■ **Task**
The response must contain each line of the material that holds "query".

■ **Records to use**
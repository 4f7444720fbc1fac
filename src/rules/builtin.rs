//! Built-in vulnerability signatures.
//!
//! Identifiers are namespaced by category prefix (one prefix per injection
//! class) and stay stable across releases: external tools key off them.

use crate::models::{compile_pattern, Language, Rule, Severity};

fn rule(
    id: &str,
    title: &str,
    severity: Severity,
    language: Language,
    description: &str,
    pattern: &str,
    fix: Option<&str>,
) -> Rule {
    Rule {
        id: id.to_string(),
        title: title.to_string(),
        severity,
        language,
        description: Some(description.to_string()),
        pattern: compile_pattern(pattern).expect("built-in pattern must compile"),
        fix: fix.map(str::to_string),
    }
}

/// The fixed built-in rule set, in registry iteration order.
pub fn builtin_rules() -> Vec<Rule> {
    vec![
        rule(
            "VBC001",
            "Avoid innerHTML with untrusted input",
            Severity::Medium,
            Language::JavaScript,
            "Setting innerHTML directly can allow XSS. Prefer textContent or sanitize input before assignment.",
            // Assignments to innerHTML/outerHTML that are not simple string literals
            r#"\b(?:innerHTML|outerHTML)\s*=\s*[^\s'"].*"#,
            Some("Use textContent or sanitize the HTML (e.g., DOMPurify) before assigning."),
        ),
        rule(
            "VBC250",
            "child_process.exec with concatenated command",
            Severity::Critical,
            Language::TypeScript,
            "Avoid string-concatenated shell commands; prefer execFile/spawn with args array.",
            r"\b(?:child_process\.)?exec\s*\(\s*[^)]*\+[^)]*\)",
            None,
        ),
        rule(
            "VBC260",
            "fs.* called with variable path",
            Severity::Medium,
            Language::TypeScript,
            "Potential path traversal when using non-literal paths; validate and normalize.",
            r#"\bfs\.(?:readFile|readFileSync|writeFile|createReadStream|unlink|existsSync|mkdir|rmdir)\s*\(\s*[^\s'"]"#,
            None,
        ),
        rule(
            "VBC450",
            "Mongo query with variable object",
            Severity::Medium,
            Language::TypeScript,
            "Potential NoSQL injection when passing non-literal objects to query methods.",
            r#"\.(?:find|findOne|updateOne|updateMany|deleteMany|aggregate)\s*\(\s*[^\s{\['"]"#,
            None,
        ),
        rule(
            "VBC100",
            "String concatenated SQL query",
            Severity::Critical,
            Language::TypeScript,
            "Use parameterized queries to avoid SQL injection.",
            // .query( ... + ... ) with concatenation inside the call
            r"\.query\s*\(\s*[^)]*\+[^)]*\)",
            Some("Use placeholders and parameter arrays/objects in your DB client."),
        ),
        rule(
            "VBC200",
            "Command execution with variable input",
            Severity::Critical,
            Language::Python,
            "Avoid shelling out with user-controlled strings; prefer exec with arg arrays or safe APIs.",
            // os.system("..." + var) or a variable passed directly
            r#"\bos\.system\s*\(\s*[^)]*(?:\+|[^'")]\w)"#,
            Some("Use subprocess with args list and avoid shell=True; validate/escape inputs."),
        ),
        rule(
            "VBC201",
            "subprocess with shell=True",
            Severity::Critical,
            Language::Python,
            "shell=True can enable command injection when arguments include user input.",
            r"\bsubprocess\.(?:run|Popen|call|check_output)\s*\([^)]*shell\s*=\s*True",
            Some("Avoid shell=True; pass an argument list and validate inputs."),
        ),
        rule(
            "VBC002",
            "dangerouslySetInnerHTML usage",
            Severity::Medium,
            Language::JavaScript,
            "dangerouslySetInnerHTML can expose XSS if content is not sanitized.",
            r"dangerouslySetInnerHTML\s*=\s*\{\s*\{\s*__html\s*:",
            Some("Sanitize HTML before use or avoid dangerouslySetInnerHTML if possible."),
        ),
        rule(
            "VBC150",
            "fetch/axios with variable URL",
            Severity::Medium,
            Language::TypeScript,
            "Potential SSRF if URL is user-controlled. Validate and restrict destinations.",
            r#"\b(?:fetch|axios\.(?:get|post|put|delete|request))\s*\(\s*[^\s'"]"#,
            Some("Validate and whitelist outbound hosts; avoid passing raw user input as URLs."),
        ),
        rule(
            "VBC300",
            "open() with variable path",
            Severity::Low,
            Language::Python,
            "Potential path traversal when opening user-controlled paths.",
            r#"\bopen\s*\(\s*[^\s'"]"#,
            Some("Resolve to a known base directory and validate allowed filenames."),
        ),
        rule(
            "VBP110",
            "cursor.execute with f-string/format/%",
            Severity::Critical,
            Language::Python,
            "Use parameterized queries instead of string formatting to avoid SQL injection.",
            r#"\.execute\s*\(\s*(?:f['"][^'"]*\{[^}]+\}[^'"]*['"]|['"][^'"]*\{[^}]+\}[^'"]*['"]\s*\.\s*format\s*\(|['"][^'"]+['"]\s*%)"#,
            Some("Use placeholders and DB-API parameter binding (e.g., cursor.execute(sql, params))."),
        ),
        rule(
            "VBP310",
            "render_template_string with variable input",
            Severity::Low,
            Language::Python,
            "Rendering template strings with variables can enable XSS if content is unescaped.",
            r#"\brender_template_string\s*\(\s*[^\s'"]"#,
            Some("Prefer render_template with templates that autoescape; sanitize user content."),
        ),
    ]
}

■ **Task solution**
            "Mongo query with variable object",
            "Potential NoSQL injection when passing non-literal objects to query methods.",
            "String concatenated SQL query",
            // .query( ... + ... ) with concatenation inside the call
            r"\.query\s*\(\s*[^)]*\+[^)]*\)",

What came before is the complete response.